The work, the courage and the sacrifice of those on the front lines of our time cannot easily be accounted for in words. I know I haven’t said much about it, because when it comes to real action against the fascism of our time, these are true heroes, and the telling will always fall short of doing justice to my admiration for these people. The intent of this piece isn’t really about the on-the-grounds action, be it on the streets of American cities, the trenches of Ukraine or elsewhere, but I would be remiss while we’re here to not speak up about them.

The ones who are organizing, rallying, doing what they can to confront our constant enemy have proven themselves the best of humanity. The ones who have fallen, fell so that we might have a better place to call our own on the other side of tomorrow.

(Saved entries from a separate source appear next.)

//! # trmnl-engine
//!
//! Rendering decisions for a [TRMNL](https://usetrmnl.com) e-ink dashboard server.
//!
//! Given snapshots of devices, device models, playlists and plugins, this crate
//! decides:
//! - How healthy a device is (battery percentage, WiFi bars)
//! - Whether a device is asleep, and for how long
//! - Which playlist item a device shows next
//! - Which image settings and output format the renderer should use
//! - When a shared rendered image must be thrown away, and which stored
//!   renders are orphaned
//!
//! Persistence, HTTP, and the rasterizer itself live elsewhere. The engine
//! talks to them through the [`SnapshotStore`] and [`CacheStorage`] traits.
//!
//! ## Quick Start
//!
//! ```rust
//! use chrono::NaiveDate;
//! use trmnl_engine::{
//!     plan_display, resolve, DeviceSnapshot, PlaylistItemSnapshot, PlaylistSnapshot,
//! };
//!
//! let device = DeviceSnapshot::new(1)
//!     .with_battery_voltage(3.9)
//!     .with_rssi(-65);
//! let playlists = vec![PlaylistSnapshot::new(1).with_item(PlaylistItemSnapshot::new(10, 42))];
//! let now = NaiveDate::from_ymd_opt(2024, 1, 1).unwrap().and_hms_opt(9, 0, 0).unwrap();
//!
//! let plan = plan_display(&device, &playlists, now, 900);
//! let settings = resolve(&device, None);
//!
//! assert_eq!(plan.item.map(|item| item.plugin_id), Some(42));
//! assert_eq!((settings.width, settings.height), (800, 480));
//! assert_eq!(device.battery_percent(), 75);
//! assert_eq!(device.wifi_bars(), 2);
//! ```
//!
//! ## Image Settings
//!
//! | Source | When | Fields |
//! |--------|------|--------|
//! | Device model | device references one | all, verbatim |
//! | Device | no model | width, height, rotation, image format |
//! | Defaults | field still missing | 800x480, 2 colors, 1-bit PNG |
//!
//! ## Feature Flags
//!
//! - `sweep` (default) - Background cache cleanup daemon on tokio

mod cache;
mod clock;
pub mod config;
mod device_log;
mod display;
mod error;
mod format;
mod model;
mod playlist;
mod settings;
mod sweep;
mod telemetry;
pub mod window;

#[cfg(test)]
mod test_support;

pub use cache::{active_cache_keys, is_cacheable, CacheInvalidator, PluginLocks, SnapshotStore};
pub use clock::{Clock, FixedClock, SystemClock};
pub use config::{CacheConfig, EngineConfig};
pub use device_log::{DeviceLogEntry, DeviceStatusStamp, LogLevel};
pub use display::{plan_display, screen_image_key, DisplayPlan};
pub use error::Error;
pub use format::{classify, ImageFormat, UnknownImageFormat};
pub use model::{
    DataStrategy, DeviceId, DeviceModelId, DeviceModelSnapshot, DeviceSnapshot, PluginId,
    PluginSnapshot, PollingVerb,
};
pub use playlist::{
    next_item, next_selection, PlaylistId, PlaylistItemId, PlaylistItemSnapshot, PlaylistSnapshot,
    Schedulable, Selection,
};
pub use settings::{resolve, EffectiveImageSettings};
pub use sweep::{
    CacheStorage, CacheSweeper, CachedImage, CleanupReport, FsCacheStorage, DEFAULT_GRACE_PERIOD,
    RENDER_EXTENSIONS,
};
pub use telemetry::{battery_percent, wifi_bars};
pub use window::{ActiveWindow, DaySelector, TimeWindow};

#[cfg(feature = "sweep")]
pub use sweep::run_cleanup_daemon;

/// Default display width in pixels
pub const DISPLAY_WIDTH: u32 = 800;

/// Default display height in pixels
pub const DISPLAY_HEIGHT: u32 = 480;

/// Default display rotation in degrees
pub const DEFAULT_ROTATION: i32 = 0;

/// Default number of colors
pub const DEFAULT_COLORS: u32 = 2;

/// Default bits per pixel
pub const DEFAULT_BIT_DEPTH: u8 = 1;

/// Default render scale factor
pub const DEFAULT_SCALE_FACTOR: f64 = 1.0;

/// Default output MIME type
pub const DEFAULT_MIME_TYPE: &str = "image/png";

/// Li-ion battery minimum voltage (0%)
pub const BATTERY_MIN_VOLTS: f64 = 3.0;

/// Li-ion battery maximum voltage (100%)
pub const BATTERY_MAX_VOLTS: f64 = 4.2;

/// Seconds until the sleep window ends, or `None` when not sleeping.
///
/// `from > to` means the window wraps past midnight. Pass `None` for the
/// window when sleep mode is disabled.
///
/// # Example
///
/// ```
/// use chrono::NaiveTime;
/// use trmnl_engine::{sleep_ends_in_seconds, TimeWindow};
///
/// let window = TimeWindow::new(
///     NaiveTime::from_hms_opt(22, 0, 0).unwrap(),
///     NaiveTime::from_hms_opt(13, 0, 0).unwrap(),
/// );
/// let now = NaiveTime::from_hms_opt(12, 13, 0).unwrap();
///
/// assert_eq!(sleep_ends_in_seconds(now, Some(window)), Some(2820));
/// assert_eq!(sleep_ends_in_seconds(now, None), None);
/// ```
pub fn sleep_ends_in_seconds(now: chrono::NaiveTime, window: Option<TimeWindow>) -> Option<u32> {
    window.and_then(|window| window.seconds_until_end(now))
}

And what might that world look like? Because every society is its own creation story. Both its people, and the art it produces, the tales it tells about itself. As everyday heroes do what they can to lay the bricks of a better day, that society needs to be a place of joy, and hope, and colour and life, and art and stories are a fundamental element of that.

For those of us who cannot by our circumstances be a Zelenskyy, perhaps some of us can be a Chaplin. Artists who knew they existed in troubled times, who understood that the ears of the many offered them a mandate not just to entertain, but to stand in solidarity through their art.

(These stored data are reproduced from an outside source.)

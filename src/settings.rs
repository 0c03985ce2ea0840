//! Effective image settings for a device.
//!
//! Three tiers, strictly ordered:
//!
//! 1. A device model, when the device references one, supplies every field.
//! 2. Otherwise each field comes from the device's own override.
//! 3. Anything still missing falls back to the system defaults.
//!
//! Model and device fields are never mixed. The explicit image format has no
//! default: a device without one resolves to `None` and the renderer decides.

use serde::{Deserialize, Serialize};

use crate::format::{classify, ImageFormat};
use crate::model::{DeviceModelSnapshot, DeviceSnapshot};
use crate::{
    DEFAULT_BIT_DEPTH, DEFAULT_COLORS, DEFAULT_MIME_TYPE, DEFAULT_ROTATION, DEFAULT_SCALE_FACTOR,
    DISPLAY_HEIGHT, DISPLAY_WIDTH,
};

/// Fully resolved rendering configuration.
///
/// Built fresh by [`resolve`] on every call.
#[derive(Debug, Clone, PartialEq, Serialize, Deserialize)]
pub struct EffectiveImageSettings {
    /// Width in pixels
    pub width: u32,
    /// Height in pixels
    pub height: u32,
    /// Number of colors
    pub colors: u32,
    /// Bits per pixel
    pub bit_depth: u8,
    /// Render scale factor
    pub scale_factor: f64,
    /// Rotation in degrees
    pub rotation: i32,
    /// Output MIME type
    pub mime_type: String,
    /// Horizontal offset in pixels
    pub offset_x: i32,
    /// Vertical offset in pixels
    pub offset_y: i32,
    /// Explicit output format, if one was configured
    pub image_format: Option<ImageFormat>,
    /// Whether the values came from a device model
    pub use_model_settings: bool,
}

impl Default for EffectiveImageSettings {
    fn default() -> Self {
        Self {
            width: DISPLAY_WIDTH,
            height: DISPLAY_HEIGHT,
            colors: DEFAULT_COLORS,
            bit_depth: DEFAULT_BIT_DEPTH,
            scale_factor: DEFAULT_SCALE_FACTOR,
            rotation: DEFAULT_ROTATION,
            mime_type: DEFAULT_MIME_TYPE.to_string(),
            offset_x: 0,
            offset_y: 0,
            image_format: None,
            use_model_settings: false,
        }
    }
}

impl EffectiveImageSettings {
    /// Format the renderer should produce.
    ///
    /// The explicit format when set, otherwise the classification of
    /// mime type, bit depth and colors.
    pub fn output_format(&self) -> ImageFormat {
        self.image_format
            .unwrap_or_else(|| classify(&self.mime_type, self.bit_depth, self.colors))
    }
}

impl From<&DeviceModelSnapshot> for EffectiveImageSettings {
    fn from(model: &DeviceModelSnapshot) -> Self {
        Self {
            width: model.width,
            height: model.height,
            colors: model.colors,
            bit_depth: model.bit_depth,
            scale_factor: model.scale_factor,
            rotation: model.rotation,
            mime_type: model.mime_type.clone(),
            offset_x: model.offset_x,
            offset_y: model.offset_y,
            image_format: Some(classify(&model.mime_type, model.bit_depth, model.colors)),
            use_model_settings: true,
        }
    }
}

/// Resolve the effective image settings for a device.
///
/// # Example
///
/// ```
/// use trmnl_engine::{resolve, DeviceSnapshot};
///
/// let device = DeviceSnapshot::new(1).with_rotation(180);
/// let settings = resolve(&device, None);
///
/// assert_eq!(settings.width, 800);
/// assert_eq!(settings.rotation, 180);
/// assert!(!settings.use_model_settings);
/// assert!(settings.image_format.is_none());
/// ```
pub fn resolve(
    device: &DeviceSnapshot,
    model: Option<&DeviceModelSnapshot>,
) -> EffectiveImageSettings {
    if let Some(model) = model {
        tracing::debug!(
            device_id = device.id,
            model_id = model.id,
            "Using device model image settings"
        );
        return EffectiveImageSettings::from(model);
    }

    let defaults = EffectiveImageSettings::default();
    EffectiveImageSettings {
        width: device.width.unwrap_or(defaults.width),
        height: device.height.unwrap_or(defaults.height),
        rotation: device.rotate.unwrap_or(defaults.rotation),
        image_format: device.image_format.as_deref().map(parse_device_format),
        ..defaults
    }
}

fn parse_device_format(raw: &str) -> ImageFormat {
    raw.parse().unwrap_or_else(|e| {
        tracing::warn!("{}, falling back to auto", e);
        ImageFormat::Auto
    })
}

#[cfg(test)]
mod tests {
    use super::*;

    fn model() -> DeviceModelSnapshot {
        DeviceModelSnapshot {
            id: 5,
            name: Some("xl".to_string()),
            width: 1024,
            height: 768,
            colors: 256,
            bit_depth: 8,
            scale_factor: 1.5,
            rotation: 90,
            mime_type: "image/png".to_string(),
            offset_x: 10,
            offset_y: 20,
        }
    }

    #[test]
    fn test_model_settings_are_authoritative() {
        let device = DeviceSnapshot::new(1)
            .with_device_model(5)
            .with_dimensions(640, 384)
            .with_rotation(180)
            .with_image_format("png_1bit");

        let settings = resolve(&device, Some(&model()));
        assert_eq!(settings.width, 1024);
        assert_eq!(settings.height, 768);
        assert_eq!(settings.colors, 256);
        assert_eq!(settings.bit_depth, 8);
        assert_eq!(settings.scale_factor, 1.5);
        assert_eq!(settings.rotation, 90);
        assert_eq!(settings.mime_type, "image/png");
        assert_eq!(settings.offset_x, 10);
        assert_eq!(settings.offset_y, 20);
        assert_eq!(settings.image_format, Some(ImageFormat::PngEightBit256c));
        assert!(settings.use_model_settings);
    }

    #[test]
    fn test_device_overrides_without_model() {
        let device = DeviceSnapshot::new(1)
            .with_dimensions(800, 480)
            .with_rotation(180)
            .with_image_format("png_8bit_grayscale");

        let settings = resolve(&device, None);
        assert_eq!(settings.width, 800);
        assert_eq!(settings.height, 480);
        assert_eq!(settings.rotation, 180);
        assert_eq!(settings.image_format, Some(ImageFormat::PngEightBitGrayscale));
        assert!(!settings.use_model_settings);
    }

    #[test]
    fn test_defaults_for_missing_device_properties() {
        let settings = resolve(&DeviceSnapshot::new(1), None);
        assert_eq!(settings.width, 800);
        assert_eq!(settings.height, 480);
        assert_eq!(settings.rotation, 0);
        assert_eq!(settings.colors, 2);
        assert_eq!(settings.bit_depth, 1);
        assert_eq!(settings.scale_factor, 1.0);
        assert_eq!(settings.mime_type, "image/png");
        assert_eq!(settings.offset_x, 0);
        assert_eq!(settings.offset_y, 0);
        assert_eq!(settings.image_format, None);
        assert!(!settings.use_model_settings);
    }

    #[test]
    fn test_unknown_device_format_degrades_to_auto() {
        let device = DeviceSnapshot::new(1).with_image_format("webp_lossless");
        let settings = resolve(&device, None);
        assert_eq!(settings.image_format, Some(ImageFormat::Auto));
    }

    #[test]
    fn test_output_format() {
        // Defaults are 1-bit PNG with 2 colors, which no rule covers
        let settings = resolve(&DeviceSnapshot::new(1), None);
        assert_eq!(settings.output_format(), ImageFormat::Auto);

        let bmp = EffectiveImageSettings {
            mime_type: "image/bmp".to_string(),
            ..EffectiveImageSettings::default()
        };
        assert_eq!(bmp.output_format(), ImageFormat::Bmp3OneBitSrgb);

        let explicit = EffectiveImageSettings {
            image_format: Some(ImageFormat::PngOneBit),
            ..bmp
        };
        assert_eq!(explicit.output_format(), ImageFormat::PngOneBit);
    }
}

Even when we think we are without hope, without witness, without reward, we let our favourite melodies carry us and let our favourite stories absorb us. And we create, in spite of the horrors, to spite the horrors, and to meet our moment. We refuse to go hollow. For those who come after, we dance in the firestorm. Because after the embers, there will be rain.

“It’s like in the great stories, Mr. Frodo. The ones that really mattered. Full of darkness and danger, they were. And sometimes you didn’t want to know the end. Because how could the end be happy? How could the world go back to the way it was when so much bad had happened? But in the end, it’s only a passing thing, this shadow. Even darkness must pass. A new day will come. And when the sun shines it will shine out the clearer. Those were the stories that stayed with you. That meant something, even if you were too small to understand why. But I think, Mr. Frodo, I do understand. I know now. Folk in those stories had lots of chances of turning back, only they didn’t. They kept going. Because they were holding on to something.”

“What are we holding onto, Sam?”

“That there’s some good in this world, Mr. Frodo… and it’s worth fighting for.”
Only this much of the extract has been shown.